SECTION 3. Section 571-46, Hawaii Revised Statutes, is amended to read as follows:
"§571-46 Criteria and procedure in awarding custody and visitation; best interest of the child. (a) In actions for divorce, separation, annulment, separate maintenance, or any other proceeding where there is at issue a dispute as to the custody of a minor child, the court, during the pendency of the action, at the final hearing, or any time during the minority of the child, may make an order for the custody of the minor child as may seem necessary or proper.
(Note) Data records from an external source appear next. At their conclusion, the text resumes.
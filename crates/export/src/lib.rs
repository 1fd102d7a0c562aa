//! Export helpers for CSV and JSON artifacts.

use std::fs::{self, File};
use std::io::{self, BufWriter, Write};
use std::path::Path;

use thiserror::Error;

#[derive(Debug, Error)]
pub enum ExportError {
    #[error("failed to write export: {0}")]
    Io(#[from] io::Error),
    #[error("failed to write CSV: {0}")]
    Csv(#[from] ::csv::Error),
    #[error("failed to write JSON: {0}")]
    Json(#[from] serde_json::Error),
}

/// Destination for an export: a file, with missing parent directories
/// created, or stdout when no path is given.
pub fn output_writer(target: Option<&Path>) -> Result<Box<dyn Write>, ExportError> {
    let Some(path) = target else {
        return Ok(Box::new(io::stdout().lock()));
    };
    if let Some(parent) = path.parent().filter(|dir| !dir.as_os_str().is_empty()) {
        fs::create_dir_all(parent)?;
    }
    let file = File::create(path)?;
    Ok(Box::new(BufWriter::new(file)))
}

pub mod csv {
    use std::io::Write;

    use gfd_overlay::ShipLine;
    use serde::Serialize;

    use crate::ExportError;

    /// CSV row emitted for each ship line.
    #[derive(Debug, Serialize)]
    struct Row<'a> {
        ship: &'a str,
        id: &'a str,
        speed: u32,
        seconds: u64,
        briefing: &'a str,
    }

    /// Write ship lines as CSV with header `ship,id,speed,seconds,briefing`.
    pub fn write_flight_table<W: Write>(writer: W, lines: &[ShipLine]) -> Result<(), ExportError> {
        let mut out = ::csv::Writer::from_writer(writer);
        for line in lines {
            out.serialize(Row {
                ship: line.ship.key(),
                id: line.ship.id(),
                speed: line.speed,
                seconds: line.seconds,
                briefing: &line.briefing,
            })?;
        }
        if lines.is_empty() {
            out.write_record(["ship", "id", "speed", "seconds", "briefing"])?;
        }
        out.flush()?;
        Ok(())
    }
}

pub mod json {
    use std::io::Write;

    use gfd_overlay::RenderModel;
    use serde_json::to_writer_pretty;

    use crate::ExportError;

    /// Pretty-printed render model followed by a newline.
    pub fn write_render_model<W: Write>(
        mut writer: W,
        model: &RenderModel,
    ) -> Result<(), ExportError> {
        to_writer_pretty(&mut writer, model)?;
        writeln!(writer)?;
        writer.flush()?;
        Ok(())
    }
}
In awarding the custody, the court shall be guided by the following standards, considerations, and procedures:
(1) Custody should be awarded to either parent or to
both parents according to the best interests of the child, and the court [also]
may also consider frequent, continuing, and meaningful contact of each
parent with the child unless the court finds that a parent is unable to act in
the best interest of the child; provided that the custody award shall be
made in accordance with part ;
(2) Custody may be awarded to persons other than [the
father or mother] a parent whenever the award serves the best
interest of the child. Any person who has had de facto custody of the child in
a stable and wholesome home and is a fit and proper person shall be entitled
prima facie to an award of custody;
(3) If a child is of sufficient age and capacity to reason, so as to form an intelligent preference, the child's wishes as to custody shall be considered and be given due weight by the court;
(4) Whenever good cause appears therefor, the court
may require an investigation and report concerning the care, welfare, and
custody of any minor child of the parties. When so directed by the court,
investigators or professional personnel attached to or assisting the court,
hereinafter referred to as child custody evaluators, shall make investigations
and reports that shall be made available to all interested parties and counsel
before hearing, and the reports may be received in evidence if no objection is
made and, if objection is made, may be received in evidence; provided the
person or persons responsible for the report are available for
cross-examination as to any matter that has been investigated; and provided
further that the court shall define the requirements to be a court-appointed
child custody evaluator, the standards of practice, ethics, policies, and
procedures required of court-appointed child custody evaluators in the
performance of their duties for all courts, and the powers of the courts over
child custody evaluators to effectuate the best interests of a child in a
contested custody dispute pursuant to this section. Where there is no child
custody evaluator available that meets the requirements and standards, or any
child custody evaluator to serve indigent parties, the court may appoint a
person otherwise willing and available[[];[]]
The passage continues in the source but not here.